最後に惑星です。元々MAK127は1,500mmという長焦点の鏡筒なので、本来の被写体と言って良いかもしれません。

金星: 撮影2023/6/16 20:15 @自宅ベランダ
MAK127 + Kasai 2.5x barlow, ASI224MC, UV/IR-cut SA-GTi
Gain=150, Exposure=4ms, 6500frames 50% Stack×3を加重平均
AutoStakkert, AstroSurface, GIMP で処理

金星は4月頃から時々撮影していますが、模様が出ないのでいつもこんな処理で良いのか?と疑問を持ちながら処理しています。

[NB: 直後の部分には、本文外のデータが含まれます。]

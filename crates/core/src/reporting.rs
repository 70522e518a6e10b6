//! Dashboard aggregation over fetched agents, debts and payments.

use rust_decimal::Decimal;
use serde::Serialize;

use crate::agent::Agent;
use crate::debt::Debt;
use crate::payment::{Payment, PaymentStatus};
use crate::period::ReportPeriod;
use crate::types::Amount;

#[derive(Debug, Clone, Default, PartialEq, Serialize)]
pub struct PaymentTotals {
    pub count: usize,
    pub pending: Amount,
    pub completed: Amount,
    pub cancelled: Amount,
}

impl PaymentTotals {
    fn add(&mut self, payment: &Payment) {
        self.count += 1;
        match payment.status {
            PaymentStatus::Pending => self.pending = self.pending.saturating_add(payment.amount),
            PaymentStatus::Completed => {
                self.completed = self.completed.saturating_add(payment.amount)
            }
            PaymentStatus::Cancelled => {
                self.cancelled = self.cancelled.saturating_add(payment.amount)
            }
        }
    }
}

#[derive(Debug, Clone, PartialEq, Serialize)]
pub struct DashboardStats {
    /// `monthly`, `yearly` or `all`.
    pub period_type: &'static str,
    pub period: String,
    pub agent_count: usize,
    /// Sum of monthly base salaries.
    pub total_salary: Amount,
    pub debt_count: usize,
    pub debt_total: Amount,
    pub payments: PaymentTotals,
    /// Salary left after the period's debts. Only meaningful for a single
    /// month, so `None` otherwise.
    pub remaining_payable: Option<Amount>,
}

/// Aggregate dashboard figures for `period`.
pub fn dashboard_stats(
    period: ReportPeriod,
    agents: &[Agent],
    debts: &[Debt],
    payments: &[Payment],
) -> DashboardStats {
    let total_salary = agents
        .iter()
        .fold(Decimal::ZERO, |total, a| total.saturating_add(a.salary));

    let period_debts: Vec<&Debt> = debts.iter().filter(|d| period.contains(d.debt_date)).collect();
    let debt_total = period_debts
        .iter()
        .fold(Decimal::ZERO, |total, d| total.saturating_add(d.amount));

    let mut totals = PaymentTotals::default();
    for payment in payments.iter().filter(|p| period.contains_month(p.period)) {
        totals.add(payment);
    }

    let remaining_payable = match period {
        ReportPeriod::Monthly(_) => {
            Some(total_salary.saturating_sub(debt_total).max(Decimal::ZERO))
        }
        _ => None,
    };

    DashboardStats {
        period_type: period.kind(),
        period: period.label(),
        agent_count: agents.len(),
        total_salary,
        debt_count: period_debts.len(),
        debt_total,
        payments: totals,
        remaining_payable,
    }
}

#[cfg(test)]
mod tests {
    use chrono::NaiveDate;

    use super::*;
    use crate::period::YearMonth;

    fn agent(id: i64, salary: i64) -> Agent {
        Agent {
            id,
            name: format!("agent-{id}"),
            role: "Teacher".into(),
            salary: Decimal::from(salary),
            date_of_birth: None,
            email: None,
            phone: None,
        }
    }

    fn debt(agent_id: i64, amount: i64, y: i32, m: u32) -> Debt {
        Debt {
            id: amount,
            agent_id,
            amount: Decimal::from(amount),
            reason: None,
            debt_date: NaiveDate::from_ymd_opt(y, m, 10).unwrap(),
        }
    }

    fn payment(amount: i64, status: PaymentStatus, y: i32, m: u32) -> Payment {
        Payment {
            id: amount,
            agent_id: 1,
            amount: Decimal::from(amount),
            status,
            period: YearMonth::new(y, m).unwrap(),
            payment_date: None,
        }
    }

    fn fixture() -> (Vec<Agent>, Vec<Debt>, Vec<Payment>) {
        (
            vec![agent(1, 1000), agent(2, 2000)],
            vec![debt(1, 100, 2025, 6), debt(2, 300, 2025, 6), debt(1, 50, 2025, 1)],
            vec![
                payment(900, PaymentStatus::Completed, 2025, 6),
                payment(1700, PaymentStatus::Pending, 2025, 6),
                payment(400, PaymentStatus::Cancelled, 2024, 12),
            ],
        )
    }

    #[test]
    fn monthly_stats_filter_to_the_month() {
        let (agents, debts, payments) = fixture();
        let period = ReportPeriod::Monthly(YearMonth::new(2025, 6).unwrap());
        let stats = dashboard_stats(period, &agents, &debts, &payments);

        assert_eq!(stats.period, "2025-06");
        assert_eq!(stats.agent_count, 2);
        assert_eq!(stats.total_salary, Decimal::from(3000));
        assert_eq!(stats.debt_count, 2);
        assert_eq!(stats.debt_total, Decimal::from(400));
        assert_eq!(stats.payments.count, 2);
        assert_eq!(stats.payments.completed, Decimal::from(900));
        assert_eq!(stats.payments.pending, Decimal::from(1700));
        assert_eq!(stats.remaining_payable, Some(Decimal::from(2600)));
    }

    #[test]
    fn yearly_and_all_have_no_remaining_payable() {
        let (agents, debts, payments) = fixture();

        let yearly = dashboard_stats(ReportPeriod::Yearly(2025), &agents, &debts, &payments);
        assert_eq!(yearly.debt_total, Decimal::from(450));
        assert_eq!(yearly.remaining_payable, None);

        let all = dashboard_stats(ReportPeriod::All, &agents, &debts, &payments);
        assert_eq!(all.payments.count, 3);
        assert_eq!(all.payments.cancelled, Decimal::from(400));
        assert_eq!(all.period_type, "all");
    }

    #[test]
    fn remaining_payable_never_goes_negative() {
        let agents = vec![agent(1, 100)];
        let debts = vec![debt(1, 500, 2025, 6)];
        let period = ReportPeriod::Monthly(YearMonth::new(2025, 6).unwrap());
        let stats = dashboard_stats(period, &agents, &debts, &[]);
        assert_eq!(stats.remaining_payable, Some(Decimal::ZERO));
    }

    #[test]
    fn totals_saturate_on_huge_figures() {
        let mut rich = agent(1, 0);
        rich.salary = Decimal::MAX;
        let agents = vec![rich.clone(), rich];

        let mut huge = payment(1, PaymentStatus::Pending, 2025, 6);
        huge.amount = Decimal::MAX;
        let payments = vec![huge.clone(), huge];

        let period = ReportPeriod::Monthly(YearMonth::new(2025, 6).unwrap());
        let stats = dashboard_stats(period, &agents, &[], &payments);
        assert_eq!(stats.total_salary, Decimal::MAX);
        assert_eq!(stats.payments.pending, Decimal::MAX);
        assert_eq!(stats.remaining_payable, Some(Decimal::MAX));
    }
}
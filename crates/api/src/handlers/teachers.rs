//! Handlers for the `/teachers` resource.

use agentpay_client::api::TeacherQuery;
use agentpay_core::error::CoreError;
use agentpay_core::teacher::{Teacher, TeacherInput, TeacherUpdate};
use agentpay_core::types::EntityId;
use agentpay_core::validation::{clamp_limit, clamp_offset, validate_input};
use axum::extract::{Path, Query, State};
use axum::http::StatusCode;
use axum::Json;
use serde::Deserialize;

use crate::error::AppResult;
use crate::middleware::auth::AuthSession;
use crate::middleware::rbac::RequireAccountant;
use crate::response::DataResponse;
use crate::state::AppState;

/// Query parameters for `GET /teachers`.
#[derive(Debug, Deserialize)]
pub struct TeacherListParams {
    pub search: Option<String>,
    pub establishment_id: Option<EntityId>,
    pub limit: Option<i64>,
    pub offset: Option<i64>,
}

/// GET /api/v1/teachers?search=&establishment_id=&limit=&offset=
pub async fn list_teachers(
    State(state): State<AppState>,
    auth: AuthSession,
    Query(params): Query<TeacherListParams>,
) -> AppResult<Json<DataResponse<Vec<Teacher>>>> {
    let query = TeacherQuery {
        search: params
            .search
            .map(|s| s.trim().to_string())
            .filter(|s| !s.is_empty()),
        establishment_id: params.establishment_id,
        limit: clamp_limit(params.limit),
        offset: clamp_offset(params.offset),
    };
    let teachers = state
        .payroll
        .list_teachers(auth.upstream_token(), &query)
        .await?;
    Ok(Json(DataResponse { data: teachers }))
}

/// GET /api/v1/teachers/{id}
pub async fn get_teacher(
    State(state): State<AppState>,
    auth: AuthSession,
    Path(id): Path<EntityId>,
) -> AppResult<Json<DataResponse<Teacher>>> {
    let teacher = state.payroll.get_teacher(auth.upstream_token(), id).await?;
    Ok(Json(DataResponse { data: teacher }))
}

/// POST /api/v1/teachers
pub async fn create_teacher(
    State(state): State<AppState>,
    RequireAccountant(auth): RequireAccountant,
    Json(input): Json<TeacherInput>,
) -> AppResult<(StatusCode, Json<DataResponse<Teacher>>)> {
    validate_input(&input)?;
    let teacher = state
        .payroll
        .create_teacher(auth.upstream_token(), &input)
        .await?;
    tracing::info!(
        teacher_id = teacher.id,
        registration_number = %teacher.registration_number,
        "Teacher created",
    );
    Ok((StatusCode::CREATED, Json(DataResponse { data: teacher })))
}

/// PUT /api/v1/teachers/{id}
///
/// Partial update; at least one field must be supplied.
pub async fn update_teacher(
    State(state): State<AppState>,
    RequireAccountant(auth): RequireAccountant,
    Path(id): Path<EntityId>,
    Json(update): Json<TeacherUpdate>,
) -> AppResult<Json<DataResponse<Teacher>>> {
    validate_input(&update)?;
    if update.is_empty() {
        return Err(CoreError::Validation("no fields to update".into()).into());
    }
    let teacher = state
        .payroll
        .update_teacher(auth.upstream_token(), id, &update)
        .await?;
    tracing::info!(teacher_id = id, "Teacher updated");
    Ok(Json(DataResponse { data: teacher }))
}

/// DELETE /api/v1/teachers/{id}
pub async fn delete_teacher(
    State(state): State<AppState>,
    RequireAccountant(auth): RequireAccountant,
    Path(id): Path<EntityId>,
) -> AppResult<StatusCode> {
    state.payroll.delete_teacher(auth.upstream_token(), id).await?;
    tracing::info!(teacher_id = id, "Teacher deleted");
    Ok(StatusCode::NO_CONTENT)
}
//! Periodic purge of expired dashboard sessions.
//!
//! Expired sessions are already rejected on access; this job reclaims the
//! memory of sessions that are never presented again.

use std::sync::Arc;
use std::time::Duration;

use chrono::Utc;
use tokio_util::sync::CancellationToken;

use crate::session::SessionStore;

/// Run the session sweep loop until `cancel` is triggered.
pub async fn run(sessions: Arc<SessionStore>, interval: Duration, cancel: CancellationToken) {
    tracing::info!(interval_secs = interval.as_secs(), "Session sweeper started");

    let mut ticker = tokio::time::interval(interval);

    loop {
        tokio::select! {
            _ = cancel.cancelled() => {
                tracing::info!("Session sweeper stopping");
                break;
            }
            _ = ticker.tick() => {
                let purged = sessions.purge_expired(Utc::now()).await;
                if purged > 0 {
                    tracing::info!(purged, "Session sweeper: purged expired sessions");
                } else {
                    tracing::debug!("Session sweeper: nothing to purge");
                }
            }
        }
    }
}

木星: 撮影2023/6/17 03:58 @自宅ベランダ
MAK127 + Kasai 2.5x barlow, ASI224MC, UV/IR-cut SA-GTi
Gain=350, Exposure=10ms, 4000frames 50% Stack×4をデローテーション
AutoStakkert, AstroSurface, WinJUPOS, GIMP で処理

木星は今回が今シーズン初撮影です。

まだこの時期は、薄明が始まる頃になっても家のベランダからだと建物に隠れてまだ見えません。しかし、貴重な晴れ間なのでどうしても見たくて薄明開始から一時間ほど待ってやっと見ることができました。空はだいぶ明るくなっていたのですが、大赤斑が見えたので撮影も行ったという訳です。
明るくなってからの撮影という事もあり、細かいディテールまでは出てないのは仕方ありません。シーズン初撮影で大赤斑が見えているのでヨシとしましょう。

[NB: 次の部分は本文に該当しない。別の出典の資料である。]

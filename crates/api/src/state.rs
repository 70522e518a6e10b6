use std::sync::Arc;

use agentpay_client::PayrollApi;

use crate::config::ServerConfig;
use crate::session::SessionStore;

/// Shared application state available to all Axum handlers via `State<AppState>`.
///
/// This is cheaply cloneable (inner data is behind `Arc`).
#[derive(Clone)]
pub struct AppState {
    /// Server configuration.
    pub config: Arc<ServerConfig>,
    /// Client for the external payroll backend.
    pub payroll: Arc<PayrollApi>,
    /// Active dashboard sessions.
    pub sessions: Arc<SessionStore>,
}

impl AppState {
    pub fn new(config: ServerConfig, payroll: PayrollApi) -> Self {
        let sessions = SessionStore::new(config.session_ttl());
        Self {
            config: Arc::new(config),
            payroll: Arc::new(payroll),
            sessions: Arc::new(sessions),
        }
    }
}
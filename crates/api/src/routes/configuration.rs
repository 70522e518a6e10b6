//! Route definitions for payroll configuration resources.

use axum::routing::get;
use axum::Router;

use crate::handlers::configuration;
use crate::state::AppState;

/// Routes mounted at `/grades`.
///
/// ```text
/// GET    /       -> list_grades
/// POST   /       -> create_grade (admin)
/// GET    /{id}   -> get_grade
/// PUT    /{id}   -> update_grade (admin)
/// DELETE /{id}   -> delete_grade (admin)
/// ```
pub fn grades_router() -> Router<AppState> {
    Router::new()
        .route(
            "/",
            get(configuration::list_grades).post(configuration::create_grade),
        )
        .route(
            "/{id}",
            get(configuration::get_grade)
                .put(configuration::update_grade)
                .delete(configuration::delete_grade),
        )
}

/// Routes mounted at `/pay-elements`.
///
/// ```text
/// GET  /       -> list_pay_elements (?kind=gain|deduction)
/// POST /       -> create_pay_element (admin)
/// GET  /{id}   -> get_pay_element
/// ```
pub fn pay_elements_router() -> Router<AppState> {
    Router::new()
        .route(
            "/",
            get(configuration::list_pay_elements).post(configuration::create_pay_element),
        )
        .route("/{id}", get(configuration::get_pay_element))
}

/// Routes mounted at `/provinces`.
pub fn provinces_router() -> Router<AppState> {
    Router::new().route(
        "/",
        get(configuration::list_provinces).post(configuration::create_province),
    )
}

/// Routes mounted at `/establishments`.
///
/// ```text
/// GET  /       -> list_establishments
/// POST /       -> create_establishment (admin)
/// GET  /{id}   -> get_establishment
/// ```
pub fn establishments_router() -> Router<AppState> {
    Router::new()
        .route(
            "/",
            get(configuration::list_establishments).post(configuration::create_establishment),
        )
        .route("/{id}", get(configuration::get_establishment))
}
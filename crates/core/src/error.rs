use crate::types::EntityId;

#[derive(Debug, thiserror::Error)]
pub enum CoreError {
    #[error("Entity not found: {entity} with id {id}")]
    NotFound { entity: &'static str, id: EntityId },

    #[error("Validation failed: {0}")]
    Validation(String),

    #[error("Conflict: {0}")]
    Conflict(String),

    #[error("Unauthorized: {0}")]
    Unauthorized(String),

    #[error("Forbidden: {0}")]
    Forbidden(String),

    #[error("Internal error: {0}")]
    Internal(String),
}
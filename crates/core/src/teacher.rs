//! Teacher records used for payslip generation.

use serde::{Deserialize, Serialize};
use validator::Validate;

use crate::types::EntityId;

#[derive(Debug, Clone, PartialEq, Serialize)]
pub struct Teacher {
    pub id: EntityId,
    /// Unique registration number issued by the payroll administration.
    pub registration_number: String,
    pub last_name: String,
    pub first_name: String,
    pub grade_id: EntityId,
    pub establishment_id: EntityId,
    pub phone: Option<String>,
    pub email: Option<String>,
}

impl Teacher {
    pub fn full_name(&self) -> String {
        format!("{} {}", self.last_name, self.first_name)
    }
}

#[derive(Debug, Clone, Deserialize, Validate)]
pub struct TeacherInput {
    #[validate(length(min = 1, max = 40))]
    pub registration_number: String,
    #[validate(length(min = 1, max = 80))]
    pub last_name: String,
    #[validate(length(min = 1, max = 80))]
    pub first_name: String,
    pub grade_id: EntityId,
    pub establishment_id: EntityId,
    #[serde(default)]
    #[validate(length(min = 6, max = 20))]
    pub phone: Option<String>,
    #[serde(default)]
    #[validate(email)]
    pub email: Option<String>,
}

/// Partial update; only supplied fields are forwarded.
#[derive(Debug, Clone, Default, Deserialize, Validate)]
pub struct TeacherUpdate {
    #[validate(length(min = 1, max = 80))]
    pub last_name: Option<String>,
    #[validate(length(min = 1, max = 80))]
    pub first_name: Option<String>,
    pub grade_id: Option<EntityId>,
    pub establishment_id: Option<EntityId>,
    #[validate(length(min = 6, max = 20))]
    pub phone: Option<String>,
    #[validate(email)]
    pub email: Option<String>,
}

impl TeacherUpdate {
    pub fn is_empty(&self) -> bool {
        self.last_name.is_none()
            && self.first_name.is_none()
            && self.grade_id.is_none()
            && self.establishment_id.is_none()
            && self.phone.is_none()
            && self.email.is_none()
    }
}
//! Opaque session tokens.
//!
//! Tokens are random UUIDs handed to the browser; the store only keeps their
//! SHA-256 hash, so a memory dump does not reveal usable tokens.

use sha2::{Digest, Sha256};
use uuid::Uuid;

/// Generate a new session token.
///
/// Returns `(plaintext_token, sha256_hex_hash)`.
pub fn generate_session_token() -> (String, String) {
    let plaintext = Uuid::new_v4().to_string();
    let hash = hash_session_token(&plaintext);
    (plaintext, hash)
}

/// SHA-256 hex digest of a session token.
pub fn hash_session_token(token: &str) -> String {
    let mut hasher = Sha256::new();
    hasher.update(token.as_bytes());
    format!("{:x}", hasher.finalize())
}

土星: 撮影2023/6/18 03:03 @自宅ベランダ
MAK127 + Kasai 2.5x barlow, ASI224MC, UV/IR-cut SA-GTi
Gain=400, Exposure=40ms, 8000frames 50% Stack と
Gain=470, Exposure=25ms, 8000frames 50% Stack を加算平均
AutoStakkert, AstroSurface, GIMP で処理

土星は先月今シーズン初撮影を行ったとき、輪の傾きがかなり浅くなっていてびっくりしました。今回は17日と18日の2回撮影し、シーイングが少し良かった18日のものを掲載しています。

まとめ

この撮影以降、この記事を書いている7月2日より前はずっと天気が悪くまともな撮影ができていません。梅雨なので当たり前なのですが、その梅雨の最中に2日間も快晴が続きそれが新月期且つ週末だったという事を考えると、この2日間は奇跡の晴天といっても良いかもしれません。おかげで、DSOを2つの鏡筒で撮影するだけでなく、惑星の撮影や眼視も楽しむことができました。

記事を書き始めた先週時点では撮影後の画像処理もあって結構お腹いっぱいだったのに、1週間たった現時点ではまたお腹が空いてきました。奇跡の晴天がまた来て欲しいというのは無理だとしても、できるだけ早く梅雨明けして欲しいものです。